O Bengalão sabe que JPG, na altura gloriosa do Tempo Zip, não era economista. Mas a economia é maleita contagiosa, um pouco como a poesia, de que Cervantes dizia "soy poeta, que es enfermedad pegadiza". E, assim sendo, JPG é, para todos os efeitos práticos, um economista. O Bengalão protege-se sempre, quando lê JPG, como se deve fazer para evitar contágios. Vinda de quem vem, a prosa de JPG suscita algum espanto e três comentários. O espanto vem do facto de um economista falar de uma diferença essencial. Pois quê? Então os economistas abandonaram a cavacal secura da sua posição hierática para se dedicarem agora à percepção de algo tão volátil como uma essência? Pois não lhes basta já aquilo que, com a subtileza de um rolo compressor, conseguem reduzir à plana beatitude dos números unidimensionais? Essencial, JPG? Que bicho te mordeu, JPG? Estaremos, como diria o Ingenhêro se alguma vez tivesse lido Eduardo Lourenço, perante uma mudança de paradigma? Um economista é um ingénuo que pensa que a economia é uma ciência exacta e que a matemática é outra coisa que uma linguagem. Acham que a matemática é uma mantra que permite achar a verdade. Um economista é um bufarinheiro que dá, de uma passadeira rolante, a seguinte definição: Seja No a cota de partida de uma escada rolante ascendente e N1 a sua cota de chegada. Seja X=N1-N0. Uma passadeira rolante é uma escada rolante ascendente tal que X=0. Essencial, JPG?
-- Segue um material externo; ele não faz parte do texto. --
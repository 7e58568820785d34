pub mod health_rest_controller;
use regex::Regex;

use crate::shared::domain::model::enums::api_error::ApiError;

lazy_static::lazy_static! {
    static ref MARKUP_CHARACTERS: Regex = Regex::new("[<>]").expect("valid regex");
}

#[derive(Clone, Debug, Eq, PartialEq, Hash)]
pub struct UserName(String);

impl UserName {
    /// Trims the value and strips `<` and `>` before checking `1..=255` characters.
    pub fn new(value: String) -> Result<Self, ApiError> {
        let sanitized = MARKUP_CHARACTERS.replace_all(value.trim(), "").trim().to_string();

        if sanitized.is_empty() {
            return Err(ApiError::validation("Name is required").with_extension("field", "name"));
        }
        if sanitized.chars().count() > 255 {
            return Err(ApiError::validation("Name too long").with_extension("field", "name"));
        }

        Ok(Self(sanitized))
    }

    pub fn value(&self) -> &str {
        &self.0
    }
}
//! Conversion of any failure surfacing from request handling into a Problem Detail.

use axum::http::StatusCode;
use serde_json::{Map, Value};

use crate::shared::domain::model::{
    enums::{api_error::ApiError, problem_type::ProblemType},
    value_objects::problem_detail::ProblemDetail,
};

pub const UNEXPECTED_ERROR_DETAIL: &str = "An unexpected error occurred";
const HTTP_FAILURE_TITLE: &str = "HTTP Exception";

/// Framework-level failure: a status and a message, but no Problem Detail of its own.
#[derive(Clone, Debug, PartialEq)]
pub struct HttpFailure {
    status: StatusCode,
    message: Option<String>,
    payload: Option<Value>,
    extensions: Map<String, Value>,
}

impl HttpFailure {
    pub fn new(status: StatusCode, message: impl Into<String>) -> Self {
        Self {
            status,
            message: Some(message.into()).filter(|message| !message.trim().is_empty()),
            payload: None,
            extensions: Map::new(),
        }
    }

    /// Classifies a bare error response produced outside the taxonomy (extractor
    /// rejections, unmatched routes). JSON bodies are kept as the structured payload.
    pub fn from_response_body(status: StatusCode, body: &[u8]) -> Self {
        let payload = serde_json::from_slice::<Value>(body).ok();
        let message = match &payload {
            Some(Value::String(text)) => Some(text.clone()),
            Some(_) => None,
            None => Some(String::from_utf8_lossy(body).trim().to_string()),
        }
        .filter(|message| !message.is_empty())
        .or_else(|| status.canonical_reason().map(str::to_string));

        Self {
            status,
            message,
            payload: payload.filter(Value::is_object),
            extensions: Map::new(),
        }
    }

    pub fn with_payload(mut self, payload: Value) -> Self {
        self.payload = Some(payload);
        self
    }

    pub fn with_extension(mut self, key: impl Into<String>, value: impl Into<Value>) -> Self {
        self.extensions.insert(key.into(), value.into());
        self
    }

    pub fn status(&self) -> StatusCode {
        self.status
    }

    pub fn message(&self) -> Option<&str> {
        self.message.as_deref()
    }

    fn payload_message(&self) -> Option<&str> {
        self.payload
            .as_ref()
            .and_then(|payload| payload.get("message"))
            .and_then(Value::as_str)
    }
}

/// Every shape of failure the mapper can receive.
#[derive(Clone, Debug, PartialEq)]
pub enum Failure {
    Classified(ApiError),
    Http(HttpFailure),
    /// Panics and any other failure outside the taxonomy. The message is logged, never sent.
    Unrecognized(String),
}

impl Failure {
    /// Server-side description used for logging.
    pub fn cause(&self) -> String {
        match self {
            Failure::Classified(error) => format!("{error:?}"),
            Failure::Http(failure) => format!("{failure:?}"),
            Failure::Unrecognized(message) => message.clone(),
        }
    }
}

/// Resolves the status and Problem Detail for a failure. Request context is
/// attached separately by the middleware.
pub fn resolve(failure: &Failure) -> (StatusCode, ProblemDetail) {
    match failure {
        Failure::Classified(error) => (error.status(), error.problem()),
        Failure::Http(http_failure) => {
            let status = http_failure.status;
            let title = http_failure
                .message()
                .unwrap_or(HTTP_FAILURE_TITLE)
                .to_string();
            let detail = http_failure
                .payload_message()
                .map(str::to_string)
                .unwrap_or_else(|| title.clone());

            let problem = ProblemDetail::new(ProblemType::for_status(status), title, status)
                .with_detail(detail)
                .with_extensions(http_failure.extensions.clone());
            (status, problem)
        }
        Failure::Unrecognized(_) => (
            StatusCode::INTERNAL_SERVER_ERROR,
            ProblemDetail::new(
                ProblemType::InternalServerError,
                "Internal Server Error",
                StatusCode::INTERNAL_SERVER_ERROR,
            )
            .with_detail(UNEXPECTED_ERROR_DETAIL),
        ),
    }
}
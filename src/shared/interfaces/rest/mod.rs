pub mod middleware;
pub mod openapi;
pub mod resources;
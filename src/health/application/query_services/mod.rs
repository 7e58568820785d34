pub mod health_check_service_impl;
Para além do grão espanto, O Bengalão tem três comentários a fazer. O primeiro é que lhe parece abusivo dizer que a juntar à diferença "essencial" que JPG julga ver, haja uma diferença de penteado. O penteado do Ingenhêro e o da Contabilista não são muito diferentes. A O Bengalão parecem até quase idênticos. O Bengalão sabe que há, na cabeça da Contabilista, mais volume do que na do Ingenhêro. Mas os dois penteados são, como direi, essencialmente iguais. O topete da pita gótica que arvora a pluma vertical e negra do cabelo com o mesmo desplante com que exibe o pin no lábio é essencialmente diferente do betão armado do penteado da Dra. Manuela Eanes. O cabelo rapado da enfermeira do Instituto de Oncologia que sente a necessidade visceral de se parecer com os seus doentes é humana e essencialmente diferente do capachinho do Dr. Fernando Gomes. Agora o Ingenhêro e a Contabilista? (Intervalo. Há muitos anos, O Bengalão costumava contar às suas filhas histórias que ia inventando à medida que as contava, mas que começavam sempre por: "Era uma vez um urso e uma tirolesa". O Bengalão promete que há-de contar aos seus netos histórias por medida e que comecem por "Era uma vez um Ingenhêro e uma Contabilista". Ouviram, meninas? Ao trabalho, que se faz tarde!). Penteados diferentes, os do Ingenhêro e o da Contabilista? Ai, JPG, JPG...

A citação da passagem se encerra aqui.